I’ve always hated being an only child and never more so than this week.

But this isn’t a pity party for one, folks. This blog is about my mother. She’s 87 today and every day she wakes up, thanks God she is alive, and then says that she never thought she’d lived to see this age.

In all honesty, I didn’t either.

But… I am thankful she is reunited with the love of her life, is being cared for by an excellent staff 24/7, is eating well, and getting some much-needed physical rehab and mental stimulation. My stepfather is as well.

So if you have a moment free today, say a prayer for this little lady and then call your mother and tell her you love her. ~ Peg.



Filed under Writing

9 responses to “On birthdays, getting older, and being your parents’ advocate…
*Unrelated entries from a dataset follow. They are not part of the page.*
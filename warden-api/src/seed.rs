//! Seed data for the records-management console
//!
//! Five roles from commissioner down to administrative staff, and one user
//! per role. Used to initialize role files and by tests.

use crate::{PermissionSet, Role, RoleId, RoleName, User, UserId, DEFAULT_SUPER_ROLE};

struct SeedRole {
    id: u64,
    name: &'static str,
    display_name: &'static str,
    description: &'static str,
    permissions: &'static [&'static str],
}

const ROLES: &[SeedRole] = &[
    SeedRole {
        id: 1,
        name: DEFAULT_SUPER_ROLE,
        display_name: "National Police Commissioner",
        description: "Highest authority in the national police force",
        permissions: &["*"],
    },
    SeedRole {
        id: 2,
        name: "provincial_commissioner",
        display_name: "Provincial Commissioner",
        description: "Head of police in a province",
        permissions: &[
            "personnel:read",
            "personnel:create",
            "personnel:update",
            "cases:read",
            "cases:create",
            "cases:update",
            "cases:delete",
            "resources:read",
            "resources:create",
            "resources:update",
            "resources:approve",
            "intelligence:read",
            "intelligence:create",
            "reports:read",
            "reports:create",
            "admin:read",
        ],
    },
    SeedRole {
        id: 3,
        name: "station_commander",
        display_name: "Station Commander",
        description: "Head of a police station",
        permissions: &[
            "personnel:read",
            "cases:read",
            "cases:create",
            "cases:update",
            "resources:read",
            "resources:request",
            "intelligence:read",
            "intelligence:create",
            "reports:read",
            "reports:create",
        ],
    },
    SeedRole {
        id: 4,
        name: "officer",
        display_name: "Police Officer",
        description: "Regular police officer",
        permissions: &[
            "personnel:read:self",
            "cases:read",
            "cases:create",
            "resources:read",
            "resources:request",
            "intelligence:read",
            "reports:read",
            "reports:create:self",
        ],
    },
    SeedRole {
        id: 5,
        name: "admin_staff",
        display_name: "Administrative Staff",
        description: "Non-officer administrative personnel",
        permissions: &[
            "personnel:read",
            "resources:read",
            "resources:create",
            "resources:update",
            "reports:read",
            "reports:create",
        ],
    },
];

const USERS: &[(u64, &str, &str, &str)] = &[
    (1, "Jean Kabila", "commissioner@police.cd", DEFAULT_SUPER_ROLE),
    (2, "Marie Tshombe", "province@police.cd", "provincial_commissioner"),
    (3, "Pierre Mulele", "station@police.cd", "station_commander"),
    (4, "Sophie Mobutu", "officer@police.cd", "officer"),
    (5, "Joseph Kasa-Vubu", "admin@police.cd", "admin_staff"),
];

/// The console's built-in roles
pub fn default_roles() -> Vec<Role> {
    ROLES
        .iter()
        .filter_map(|seed| {
            Some(Role {
                id: RoleId(seed.id),
                name: RoleName::new(seed.name).ok()?,
                display_name: seed.display_name.to_string(),
                description: seed.description.to_string(),
                permissions: PermissionSet::parse(seed.permissions).ok()?,
            })
        })
        .collect()
}

/// One user per built-in role
pub fn default_users() -> Vec<User> {
    USERS
        .iter()
        .map(|&(id, name, email, role)| User {
            id: UserId(id),
            name: name.to_string(),
            email: email.to_string(),
            role: Some(role.to_string()),
        })
        .collect()
}

#[cfg(test)]
mod tests {
    use super::*;

    #[test]
    fn test_all_seed_roles_are_valid() {
        let roles = default_roles();
        assert_eq!(roles.len(), ROLES.len());
        assert!(roles[0].is_super_role());
    }

    #[test]
    fn test_every_user_references_a_seed_role() {
        let roles = default_roles();
        for user in default_users() {
            let role = user.role.as_deref().unwrap();
            assert!(roles.iter().any(|r| r.name == role), "{role} missing");
        }
    }
}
  1. Happy birthday to your mother. She’s gorgeous!

    Liked by 1 person

  2. Happy, Happy Birthday to her and God Bless her, your stepfather, and most of all YOU. It’s His blessing to put them together again, but the task you undertook is immense – I know, I did it alone too – but just as I realized when it was over, it will be so worth it for their peace of mind and they’re being together. You are their blessing. Hugs!

    Liked by 1 person

  3. I understand completely. I have just gone through a similar experience. My parents are 91 and 94 and up until a month ago were still living independently. I made meals which they reheated, but mom’s dementia is getting worse and dad was getting exhausted looking after her. So now they are in an assisted living place and being the only child – I had to clean and dispose of their belongings in the apartment. It is hard to go through someone’s memories and decide what should be kept. But the good side is, now they are being looked after. If there is a massive snowstorm, Dad won’t be driving in it. I don’t have to worry about them if the power goes off. If we go away for a vacation, they have a warm bed, 3 meals a day and people keeping an eye on them.


    • Peggy Jaeger

      Daryl, I know it’s a blessing, I really do. It’s just hard to accept that after working their whole lives and being independent, they now have to rely on others for everything. But my mother says they are happy so who am i to complain???
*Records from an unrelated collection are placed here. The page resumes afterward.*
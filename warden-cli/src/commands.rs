//! Command handlers
//!
//! Each handler opens the roles file through the engine, performs one
//! operation, and renders the result as text or JSON.

use serde::Serialize;
use std::fmt::Write as _;
use std::sync::Arc;

use warden_api::catalog::{grant_module, revoke_module};
use warden_engine::{
    console_menu, visible_items, CurrentUser, EngineConfig, FileRoleStore, LoadError, NavItem,
    Permission, PermissionService, PermissionServiceBuilder, PermissionSet, Role, RoleDocument,
    RoleDraft, RoleId, RoleName, RoleStore, RoleUpdate, SessionAuth, User, UserId,
};

use crate::build_info::{version_info, BuildInfo};
use crate::cli::{Cli, Command, CreateRoleArgs, RolesCommand, UpdateRoleArgs};
use crate::{CliError, CliResult, Response, UserError};

/// Run a parsed command line
pub async fn run(cli: Cli) -> CliResult<Response> {
    let config = resolve_config(&cli)?;
    let json = cli.json;

    match cli.command {
        Command::Version => {
            if json {
                Response::json(&BuildInfo::current())
            } else {
                Ok(Response::text(version_info()))
            }
        }
        Command::Roles(RolesCommand::Init { force }) => init_roles(&config, force, json),
        command => {
            let ctx = Context::open(config, json)?;
            match command {
                Command::Roles(RolesCommand::List) => ctx.list_roles().await,
                Command::Roles(RolesCommand::Show { name }) => ctx.show_role(&name).await,
                Command::Roles(RolesCommand::Create(args)) => ctx.create_role(args).await,
                Command::Roles(RolesCommand::Update(args)) => ctx.update_role(args).await,
                Command::Roles(RolesCommand::Delete { id }) => ctx.delete_role(RoleId(id)).await,
                Command::Check { user, permission } => ctx.check(UserId(user), &permission).await,
                Command::Can {
                    user,
                    module,
                    submodule,
                    action,
                } => {
                    ctx.can(
                        UserId(user),
                        &module,
                        submodule.as_deref(),
                        action.as_deref(),
                    )
                    .await
                }
                Command::Menu { user } => ctx.menu(UserId(user)).await,
                Command::Version | Command::Roles(RolesCommand::Init { .. }) => {
                    Err(CliError::system("Command handled before opening the roles file"))
                }
            }
        }
    }
}

/// Config file (if any) with command-line overrides applied
fn resolve_config(cli: &Cli) -> CliResult<EngineConfig> {
    let mut config = match &cli.config {
        Some(path) => EngineConfig::load(path)?,
        None => EngineConfig::default(),
    };
    if let Some(roles) = &cli.roles {
        config.roles_file = Some(roles.clone());
    }
    config.read_only |= cli.read_only;
    Ok(config)
}

fn init_roles(config: &EngineConfig, force: bool, json: bool) -> CliResult<Response> {
    let path = config.roles_path();
    if config.read_only {
        return Err(CliError::User(UserError::Rejected {
            reason: "The roles file is read-only".into(),
            fix_hint: "Drop --read-only (or `read_only` in the config) to initialize it".into(),
        }));
    }
    if path.exists() && !force {
        return Err(CliError::User(UserError::Rejected {
            reason: format!("{} already exists", path.display()),
            fix_hint: "Pass --force to overwrite it with the built-in roles".into(),
        }));
    }

    let document = RoleDocument::seeded();
    let (roles, users) = (document.roles.len(), document.users.len());
    FileRoleStore::initialize(&path, document)?;
    tracing::info!(path = %path.display(), roles, users, "Initialized roles file");

    if json {
        Response::json(&serde_json::json!({
            "path": path,
            "roles": roles,
            "users": users,
        }))
    } else {
        Ok(Response::text(format!(
            "Wrote {} roles and {} users to {}",
            roles,
            users,
            path.display()
        )))
    }
}

/// An opened roles file plus a service acting on it
struct Context {
    store: Arc<FileRoleStore>,
    auth: Arc<SessionAuth>,
    service: PermissionService,
    json: bool,
}

#[derive(Serialize)]
struct DecisionReport<'a> {
    user: UserId,
    role: Option<&'a str>,
    permission: String,
    allowed: bool,
}

impl Context {
    fn open(config: EngineConfig, json: bool) -> CliResult<Self> {
        let store = Arc::new(FileRoleStore::new(config.roles_path())?);
        let auth = Arc::new(SessionAuth::new());
        let service = PermissionServiceBuilder::new()
            .config(config)
            .store(store.clone())
            .auth(auth.clone())
            .build()?;
        tracing::debug!(path = %store.path().display(), "Opened roles file");
        Ok(Self {
            store,
            auth,
            service,
            json,
        })
    }

    async fn list_roles(&self) -> CliResult<Response> {
        let roles = self.service.list_roles().await?;
        if self.json {
            return Response::json(&roles);
        }

        let mut out = String::new();
        let _ = writeln!(out, "{:<4} {:<26} {:<32} PERMISSIONS", "ID", "NAME", "DISPLAY NAME");
        for role in &roles {
            let count = if role.permissions.contains_wildcard() {
                "all".to_string()
            } else {
                role.permissions.len().to_string()
            };
            let _ = writeln!(
                out,
                "{:<4} {:<26} {:<32} {}",
                role.id.0,
                role.name.as_str(),
                role.display_name,
                count
            );
        }
        Ok(Response::text(out.trim_end().to_string()))
    }

    async fn show_role(&self, name: &str) -> CliResult<Response> {
        let role = self
            .service
            .find_role(name)
            .await?
            .ok_or_else(|| not_found(format!("Role '{}'", name)))?;
        let users = self.store.users_with_role(&role.name).await?;

        if self.json {
            return Response::json(&serde_json::json!({
                "role": role,
                "users": users,
            }));
        }
        Ok(Response::text(describe_role(&role, users.len())))
    }

    async fn create_role(&self, args: CreateRoleArgs) -> CliResult<Response> {
        let mut permissions = PermissionSet::parse(&args.permissions)?;
        for module in &args.grant_modules {
            grant_module(&mut permissions, module)?;
        }
        let draft = RoleDraft::new(&args.name, args.display_name)?
            .description(args.description)
            .permissions(permissions);

        let role = self.service.create_role(draft).await?;
        self.render_role(&role, format!("Created role {} (id {})", role.name, role.id))
    }

    async fn update_role(&self, args: UpdateRoleArgs) -> CliResult<Response> {
        let id = RoleId(args.id);
        let mut update = RoleUpdate::new();

        if args.edits_permissions() {
            let current = self
                .service
                .registry()
                .find_role_by_id(id)
                .await?
                .ok_or_else(|| not_found(format!("Role {}", id)))?;
            let mut permissions = if args.permissions.is_empty() {
                current.permissions
            } else {
                PermissionSet::parse(&args.permissions)?
            };
            for module in &args.revoke_modules {
                revoke_module(&mut permissions, module);
            }
            for module in &args.grant_modules {
                grant_module(&mut permissions, module)?;
            }
            update = update.permissions(permissions);
        }
        if let Some(name) = &args.name {
            update = update.name(RoleName::new(name.as_str())?);
        }
        if let Some(display_name) = args.display_name {
            update = update.display_name(display_name);
        }
        if let Some(description) = args.description {
            update = update.description(description);
        }
        if update.is_empty() {
            return Err(CliError::User(UserError::InvalidArgument {
                arg: "update".into(),
                reason: "Nothing to change; pass --name, --display-name, --description or a permission flag".into(),
            }));
        }

        let role = self.service.update_role(id, update).await?;
        self.render_role(&role, format!("Updated role {} (id {})", role.name, role.id))
    }

    async fn delete_role(&self, id: RoleId) -> CliResult<Response> {
        let role = self.service.delete_role(id).await?;
        self.render_role(&role, format!("Deleted role {} (id {})", role.name, role.id))
    }

    async fn check(&self, user: UserId, permission: &str) -> CliResult<Response> {
        Permission::parse(permission).map_err(|e| {
            CliError::User(UserError::InvalidArgument {
                arg: permission.to_string(),
                reason: e.to_string(),
            })
        })?;
        let user = self.sign_in(user).await?;
        let allowed = self.service.can_do(permission);
        self.render_decision(&user, permission.to_string(), allowed)
    }

    async fn can(
        &self,
        user: UserId,
        module: &str,
        submodule: Option<&str>,
        action: Option<&str>,
    ) -> CliResult<Response> {
        let user = self.sign_in(user).await?;
        let allowed = self.service.can(module, submodule, action);
        let asked = [Some(module), submodule, action]
            .into_iter()
            .flatten()
            .collect::<Vec<_>>()
            .join(":");
        self.render_decision(&user, asked, allowed)
    }

    async fn menu(&self, user: UserId) -> CliResult<Response> {
        self.sign_in(user).await?;
        let items = visible_items(&self.service, &console_menu());
        if self.json {
            return Response::json(&items);
        }
        let mut out = String::new();
        render_menu(&mut out, &items, 0);
        Ok(Response::text(out.trim_end().to_string()))
    }

    /// Log the user in and resolve their permissions
    ///
    /// A user whose role cannot be resolved stays signed in with nothing
    /// granted, so checks answer "denied" rather than failing.
    async fn sign_in(&self, id: UserId) -> CliResult<User> {
        let user = self
            .store
            .find_user(id)
            .await?
            .ok_or_else(|| not_found(format!("User {}", id)))?;

        self.auth.login(CurrentUser::from(&user));
        match self.service.load_user_permissions(user.id).await {
            Ok(resolved) => {
                tracing::debug!(user = %user.id, role = %resolved.role, "Permissions resolved");
            }
            Err(LoadError::Registry(e)) => return Err(e.into()),
            Err(e) => tracing::warn!(user = %user.id, error = %e, "No permissions granted"),
        }
        Ok(user)
    }

    fn render_role(&self, role: &Role, summary: String) -> CliResult<Response> {
        if self.json {
            Response::json(role)
        } else {
            Ok(Response::text(summary))
        }
    }

    fn render_decision(&self, user: &User, permission: String, allowed: bool) -> CliResult<Response> {
        let mut response = if self.json {
            Response::json(&DecisionReport {
                user: user.id,
                role: user.role.as_deref(),
                permission,
                allowed,
            })?
        } else {
            Response::decision(allowed)
        };
        response.exit_code = if allowed { 0 } else { 1 };
        Ok(response)
    }
}

fn not_found(what: String) -> CliError {
    CliError::User(UserError::NotFound { what })
}

fn describe_role(role: &Role, users: usize) -> String {
    let mut out = String::new();
    let _ = writeln!(out, "{} ({})", role.display_name, role.name);
    let _ = writeln!(out, "Id:          {}", role.id);
    if !role.description.is_empty() {
        let _ = writeln!(out, "Description: {}", role.description);
    }
    let _ = writeln!(out, "Users:       {}", users);
    let _ = writeln!(out, "Permissions:");
    if role.permissions.is_empty() {
        let _ = writeln!(out, "  (none)");
    }
    for permission in role.permissions.iter() {
        let _ = writeln!(out, "  {}", permission);
    }
    out.trim_end().to_string()
}

fn render_menu(out: &mut String, items: &[NavItem], depth: usize) {
    for item in items {
        let indent = "  ".repeat(depth);
        let _ = writeln!(out, "{}{:<28} {}", indent, item.label, item.path);
        render_menu(out, &item.children, depth + 1);
    }
}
  4. This post speaks to me. My father died 13 years ago this year. My mother will be 84 in June. She is physically able-bodied but showing signs of cognitive decline. I have a lot of chronic health problems myself and my high-functioning autistic son needs my help as well, so moving in with her and becoming her caregiver isn’t an option.
    My family doesn’t communicate well. I wrote a long email to my brother yesterday and am hoping to get a response soon. My brother lives in Arizona and I live about 125 miles from my mother in Northeastern Colorado. I suggested to my brother that we suggest she move closer to me so my son and I can check on her more easily.
    It’s important to get these things worked out before a catastrophe happens. I applaud you for helping get your parents into a good situation where they have trained staff on hand to help them with their needs.

    Liked by 1 person

    • Peggy Jaeger

      Thank you so much for the kind words and support. I feel for you with a sibling so far away and all your other responsibilities. It is almost like you are an only child at this point, too. It’s so hard. I vowed that I will not leave my daughter to make these difficult decisions but will lay everything out waaaaay beforehand to make sure she is well equipped with what to do if something needs to be done. God Bless you and I will pray for you and your family.


  5. What a beautiful post, Peggy — and what a beautiful woman your mom is.
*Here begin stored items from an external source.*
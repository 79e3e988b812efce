//! Permission service
//!
//! The one object consumers talk to. It owns the role registry and the
//! permission cache, asks the auth provider who is logged in, and keeps the
//! cache in step with session events.
//!
//! Build it once at startup and share it behind an `Arc`:
//!
//! ```rust,ignore
//! let auth = Arc::new(SessionAuth::new());
//! let service = Arc::new(Presets::testing().auth(auth.clone()).build()?);
//! let _listener = service.spawn_auth_listener();
//!
//! auth.login(CurrentUser::authenticated(UserId(3), "station_commander"));
//! ```

use std::sync::Arc;
use tokio::sync::broadcast::error::RecvError;
use tokio::task::JoinHandle;
use warden_api::{CurrentUser, PermissionSet, Role, RoleDraft, RoleId, RoleUpdate, UserId};

use crate::audit::{self, AuditEvent, AuditSink};
use crate::auth::{AuthEvent, AuthProvider};
use crate::permission::cache::{CacheState, PermissionCache, ResolvedPermissions};
use crate::permission::evaluator::{candidate_for, Decision, Evaluator};
use crate::registry::{RegistryError, RoleRegistry};

/// Errors from resolving a user's permissions
#[derive(Debug, thiserror::Error)]
pub enum LoadError {
    #[error("User {0} is not the authenticated user or has no role")]
    UserNotFound(UserId),

    #[error("Role '{role}' of user {user} does not exist")]
    RoleNotFound { user: UserId, role: String },

    #[error("Permission load for user {0} was superseded by a session change")]
    Superseded(UserId),

    #[error(transparent)]
    Registry(#[from] RegistryError),
}

/// Shared entry point for permission checks and role administration
pub struct PermissionService {
    registry: RoleRegistry,
    cache: PermissionCache,
    evaluator: Evaluator,
    auth: Arc<dyn AuthProvider>,
    audit: Arc<dyn AuditSink>,
    audit_checks: bool,
}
    I’m so happy she and your step-dad can be together. Love is the most essential ingredient for survival.

    And hard as it is to do all the work, taking care of all the details of gettng them resettled in their new situation — you can know that you are a blessing.


    • Peggy Jaeger

      Thanks, Lisabet. It’s been a difficult 2 weeks but my mother says they are happy now and she is no longer worried about anything, so I have to take that to heart and feel all this has been a blessing in disguise.